- [Assigned task]: The lines from the start of the records below through the line containing "use std::fmt;" are to be copied exactly, both ends included, with nothing added.

- [Data provided]:
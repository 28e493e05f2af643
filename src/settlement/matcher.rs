use crate::core::balance::BalanceSheet;
use crate::core::money::{format_amount, is_negligible, EPSILON};
use crate::core::participant::ParticipantId;
use crate::error::{Result, SettleError};
use log::{debug, warn};
use rust_decimal::Decimal;
use serde::{Deserialize, Serialize};
use std::fmt;

/// Line shown in place of an empty settlement list.
pub const NO_DEBTS_MESSAGE: &str = "No debts found!";

/// A single directed payment instruction: `debtor` pays `creditor`.
#[derive(Debug, Clone, PartialEq, Eq, Serialize, Deserialize)]
pub struct Settlement {
    pub debtor: ParticipantId,
    pub creditor: ParticipantId,
    pub amount: Decimal,
}

impl Settlement {
    pub fn new(debtor: ParticipantId, creditor: ParticipantId, amount: Decimal) -> Self {
        Self {
            debtor,
            creditor,
            amount,
        }
    }
}

impl fmt::Display for Settlement {
    fn fmt(&self, f: &mut fmt::Formatter<'_>) -> fmt::Result {
        write!(
            f,
            "{} owes {} ${}",
            self.debtor,
            self.creditor,
            format_amount(self.amount)
        )
    }
}

/// What a settlement run produced.
///
/// An empty transfer list is never represented as `Transfers(vec![])`;
/// it is always [`SettlementOutcome::AllSquare`].
#[derive(Debug, Clone, PartialEq, Eq, Serialize, Deserialize)]
#[serde(tag = "status", content = "transfers", rename_all = "snake_case")]
pub enum SettlementOutcome {
    /// Nobody owes anybody anything.
    AllSquare,
    /// Transfers that square everyone up, in the order they were found.
    Transfers(Vec<Settlement>),
}

impl SettlementOutcome {
    pub fn from_transfers(transfers: Vec<Settlement>) -> Self {
        if transfers.is_empty() {
            SettlementOutcome::AllSquare
        } else {
            SettlementOutcome::Transfers(transfers)
        }
    }

    pub fn is_all_square(&self) -> bool {
        matches!(self, SettlementOutcome::AllSquare)
    }

    pub fn transfers(&self) -> &[Settlement] {
        match self {
            SettlementOutcome::AllSquare => &[],
            SettlementOutcome::Transfers(transfers) => transfers,
        }
    }

    /// Display lines, with [`NO_DEBTS_MESSAGE`] standing in for no transfers.
    pub fn lines(&self) -> Vec<String> {
        match self {
            SettlementOutcome::AllSquare => vec![NO_DEBTS_MESSAGE.to_string()],
            SettlementOutcome::Transfers(transfers) => {
                transfers.iter().map(ToString::to_string).collect()
            }
        }
    }
}

/// Outstanding magnitude for one side of the match.
#[derive(Debug)]
struct Position {
    participant: ParticipantId,
    remaining: Decimal,
}

/// Greedy debtor/creditor matcher.
///
/// Produces at most `d + c - 1` transfers for `d` debtors and `c`
/// creditors, since every transfer exhausts at least one side.
pub struct SettlementMatcher;

impl SettlementMatcher {
    /// Turn net balances into transfers.
    ///
    /// # Algorithm
    ///
    /// 1. Quantize balances to cents with an exact zero sum.
    /// 2. Split into debtors (below `-EPSILON`) and creditors (above
    ///    `EPSILON`); anything in between is dust and is dropped.
    /// 3. Order both sides by magnitude, largest first. The sort is stable
    ///    and the sheet is ordered by participant, so ties break by name.
    /// 4. Walk both sides, moving `min(debt, credit)` each step and
    ///    advancing every cursor whose remainder is negligible.
    ///
    /// Whatever is left on the side that did not run out must be covered
    /// by dust; anything more is reported as
    /// [`SettleError::InternalImbalance`].
    pub fn settle(sheet: &BalanceSheet) -> Result<SettlementOutcome> {
        let quantized = sheet.quantize()?;

        let mut dust = Decimal::ZERO;
        let mut debtors = Vec::new();
        let mut creditors = Vec::new();
        for (participant, balance) in quantized {
            if balance < -EPSILON {
                debtors.push(Position {
                    participant,
                    remaining: -balance,
                });
            } else if balance > EPSILON {
                creditors.push(Position {
                    participant,
                    remaining: balance,
                });
            } else {
                dust += balance.abs();
            }
        }

        debtors.sort_by(|a, b| b.remaining.cmp(&a.remaining));
        creditors.sort_by(|a, b| b.remaining.cmp(&a.remaining));
        debug!(
            "Matching {} debtors against {} creditors",
            debtors.len(),
            creditors.len()
        );

        let mut transfers = Vec::new();
        let (mut i, mut j) = (0, 0);
        while i < debtors.len() && j < creditors.len() {
            let debtor = &mut debtors[i];
            let creditor = &mut creditors[j];

            let amount = debtor.remaining.min(creditor.remaining);
            debtor.remaining -= amount;
            creditor.remaining -= amount;

            let settlement =
                Settlement::new(debtor.participant.clone(), creditor.participant.clone(), amount);
            debug!("{}", settlement);
            transfers.push(settlement);

            if is_negligible(debtor.remaining) {
                dust += debtor.remaining;
                i += 1;
            }
            if is_negligible(creditor.remaining) {
                dust += creditor.remaining;
                j += 1;
            }
        }

        let leftover: Decimal = debtors[i..]
            .iter()
            .chain(&creditors[j..])
            .map(|p| p.remaining)
            .sum();
        if leftover > dust + EPSILON {
            warn!(
                "Unsettled remainder {} exceeds dropped dust {}",
                leftover, dust
            );
            return Err(SettleError::InternalImbalance {
                residual: leftover - dust,
            });
        }

        Ok(SettlementOutcome::from_transfers(transfers))
    }
}
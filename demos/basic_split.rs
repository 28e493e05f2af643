//! Basic expense splitting example.
//!
//! Shows the net-balance settlement of a small dinner group, and how the
//! engine reports a bad record.

use rust_decimal_macros::dec;
use split_settle::core::balance::BalanceSheet;
use split_settle::core::expense::{Expense, ExpenseSet};
use split_settle::settlement::engine::{compute_settlements, SettlementEngine};

fn main() {
    println!("╔═══════════════════════════════════════╗");
    println!("║  split-settle: Basic Split Example    ║");
    println!("╚═══════════════════════════════════════╝\n");

    // --- Scenario 1: one dinner, three people ---
    println!("━━━ Scenario 1: Dinner for three ━━━\n");

    let lines = compute_settlements(&[Expense::new(
        "Alice",
        dec!(100),
        ["Alice", "Bob", "Carol"],
    )]);
    match lines {
        Ok(lines) => lines.iter().for_each(|l| println!("  {}", l)),
        Err(e) => println!("  error: {}", e),
    }
    println!();

    // --- Scenario 2: a few rounds ---
    println!("━━━ Scenario 2: A night out ━━━\n");

    let mut set = ExpenseSet::new();
    set.add(Expense::new("Alice", dec!(100), ["Alice", "Bob", "Carol"]));
    set.add(Expense::new("Bob", dec!(45), ["Alice", "Bob", "Carol"]));
    set.add(Expense::new("Carol", dec!(18.75), ["Bob", "Carol"]));

    match BalanceSheet::from_expenses(&set) {
        Ok(sheet) => {
            println!("Net balances:");
            for (person, balance) in sheet.balances() {
                let status = if *balance > dec!(0) {
                    "is owed"
                } else if *balance < dec!(0) {
                    "owes"
                } else {
                    "is square"
                };
                println!("  {:<8} {:>10.2}  [{}]", person.as_str(), balance, status);
            }
            println!();
        }
        Err(e) => println!("  error: {}", e),
    }

    match SettlementEngine::net_balance(&set) {
        Ok(report) => println!("{}", report),
        Err(e) => println!("  error: {}", e),
    }

    // --- Scenario 3: a record nobody shares ---
    println!("━━━ Scenario 3: Invalid record ━━━\n");

    set.add(Expense::new("Dan", dec!(20), Vec::<&str>::new()));
    match compute_settlements(set.expenses()) {
        Ok(lines) => lines.iter().for_each(|l| println!("  {}", l)),
        Err(e) => println!("  rejected: {}", e),
    }
}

- [Result for this task]:
repository 28e493e05f2af643
filename src/settlement/matcher.rs
use crate::core::balance::BalanceSheet;
use crate::core::money::{format_amount, is_negligible, EPSILON};
use crate::core::participant::ParticipantId;
use crate::error::{Result, SettleError};
use log::{debug, warn};
use rust_decimal::Decimal;
use serde::{Deserialize, Serialize};
use std::fmt;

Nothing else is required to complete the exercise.